Methods: Sixteen bacterial isolates (5 ATCC strains; 11 fecal isolates obtained from HuNoV-positive stool samples) were used in this study. Isolates were grown anaerobically, exposed to HuNoV GII.4 New Orleans, GI.6, or the Tulane virus surrogate, and then pelleted. To characterize binding affinity, the pellet and supernatant were separately subjected to RNA extraction and RT-qPCR. Turnip Crinkle Virus (TCV), a plant virus with similar size and structure to HuNoV, was used as a negative control. The three bacterial strains showing the highest binding affinity to HuNoV GII.4 were chosen for additional ELISA-based studies to determine evidence of histo-blood group antigen (HBGA)-like molecules corresponding to ABH, Lewis A, Lewis B, Lewis Y and H type 1.

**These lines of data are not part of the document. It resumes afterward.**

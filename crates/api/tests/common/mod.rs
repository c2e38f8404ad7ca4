#![allow(dead_code)]

use std::collections::HashMap;
use std::path::{Path, PathBuf};
use std::sync::Arc;
use std::time::Duration;

use axum::body::Body;
use axum::http::{Method, Request, Response};
use axum::Router;
use comfyrun_api::config::AppConfig;
use comfyrun_api::router::build_app_router;
use comfyrun_api::state::AppState;
use comfyrun_cloud::client::RunPodClient;
use comfyrun_cloud::config::RunPodConfig;
use comfyrun_comfyui::api::ComfyUIApi;
use comfyrun_worker::supervisor::{Supervisor, SupervisorConfig};
use http_body_util::BodyExt;
use tower::ServiceExt;

/// Directory layout of one test worker, all under a temp dir.
pub struct TestDirs {
    pub root: tempfile::TempDir,
}

impl TestDirs {
    pub fn new() -> Self {
        let dirs = Self {
            root: tempfile::tempdir().unwrap(),
        };
        std::fs::create_dir_all(dirs.input()).unwrap();
        std::fs::create_dir_all(dirs.output()).unwrap();
        std::fs::create_dir_all(dirs.models().join("checkpoints")).unwrap();
        std::fs::create_dir_all(dirs.models().join("loras")).unwrap();
        dirs
    }

    pub fn input(&self) -> PathBuf {
        self.root.path().join("input")
    }

    pub fn output(&self) -> PathBuf {
        self.root.path().join("output")
    }

    pub fn models(&self) -> PathBuf {
        self.root.path().join("models")
    }
}

/// Build a test [`AppConfig`] rooted at `dirs`, engine expected at
/// `127.0.0.1:<comfyui_port>`, polling every second.
pub fn test_config(dirs: &TestDirs, comfyui_port: u16) -> AppConfig {
    let vars: HashMap<&str, String> = HashMap::from([
        ("HOST", "127.0.0.1".to_string()),
        ("PORT", "0".to_string()),
        ("COMFYUI_HOST", "127.0.0.1".to_string()),
        ("COMFYUI_PORT", comfyui_port.to_string()),
        ("COMFYUI_INPUT", dirs.input().display().to_string()),
        ("COMFYUI_OUTPUT", dirs.output().display().to_string()),
        ("MODELS_PATH", dirs.models().display().to_string()),
        ("POLL_INTERVAL", "1".to_string()),
        ("REQUEST_TIMEOUT_SECS", "60".to_string()),
    ]);
    AppConfig::from_lookup(|name| vars.get(name).cloned())
}

/// State whose supervisor runs a long `sleep` in place of the engine and
/// probes `comfyui_url` for readiness.
pub fn test_state(config: AppConfig, comfyui_url: &str, runpod: Option<RunPodConfig>) -> AppState {
    let comfyui = ComfyUIApi::new(comfyui_url.to_string());
    let supervisor = Supervisor::new(
        SupervisorConfig {
            probe_interval: Duration::from_millis(50),
            readiness_timeout: Duration::from_secs(5),
            ..SupervisorConfig::command("sh", vec!["-c".into(), "sleep 30".into()])
        },
        Arc::new(comfyui.clone()),
    );
    AppState {
        config: Arc::new(config),
        supervisor,
        comfyui,
        runpod: runpod.as_ref().map(RunPodClient::new),
    }
}

/// Build the full application router with all middleware layers.
///
/// Uses [`build_app_router`] so integration tests exercise the same
/// middleware stack (request ID, timeout, tracing, panic recovery) that
/// production uses.
pub fn build_test_app(state: AppState) -> Router {
    let server = state.config.server.clone();
    build_app_router(state, &server)
}

/// Send a GET request to the given URI and return the response.
pub async fn get(app: Router, uri: &str) -> Response<Body> {
    let request = Request::builder()
        .method(Method::GET)
        .uri(uri)
        .body(Body::empty())
        .unwrap();
    app.oneshot(request).await.unwrap()
}

/// Send a POST request with a JSON body.
pub async fn post_json(app: Router, uri: &str, body: serde_json::Value) -> Response<Body> {
    let request = Request::builder()
        .method(Method::POST)
        .uri(uri)
        .header("content-type", "application/json")
        .body(Body::from(serde_json::to_vec(&body).unwrap()))
        .unwrap();
    app.oneshot(request).await.unwrap()
}

/// Collect a response body and parse it as JSON.
pub async fn body_json(response: Response<Body>) -> serde_json::Value {
    let bytes = response.into_body().collect().await.unwrap().to_bytes();
    serde_json::from_slice(&bytes).unwrap()
}

/// Write `bytes` to `dir/name`, creating parents.
pub fn write_file(dir: &Path, name: &str, bytes: &[u8]) {
    let path = dir.join(name);
    std::fs::create_dir_all(path.parent().unwrap()).unwrap();
    std::fs::write(path, bytes).unwrap();
}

Results: When cultured in tryptic soy broth (TSB), all bacteria tested exhibited a high level of binding to GII.4 New Orleans (89.62 ± 4.95% capture efficiency). Only bacteria incapable of growing in TSB, including Bacteroides thetaiotaomicron (chopped meat media), Lactobacillus gasseri and L. plantarum (MRS broth), showed a significantly lower level of binding (45.47 ± 12.0% capture efficiency). This interaction was specific, as there were different bacterial binding patterns for GI.6 and Tulane viruses; no binding was observed for TCV. Only one fecal isolate showed HBGA activity, with possible Lewis A and ABH-like motifs present.
Significance: Preliminary data suggests HuNoV bind a range of bacteria in a strain specific manner, and the ligand responsible for this interaction may not be exclusively HBGA-like moieties. These data have relevance in efforts to cultivate HuNoV and for methods to concentrate and purify HuNoV for downstream detection.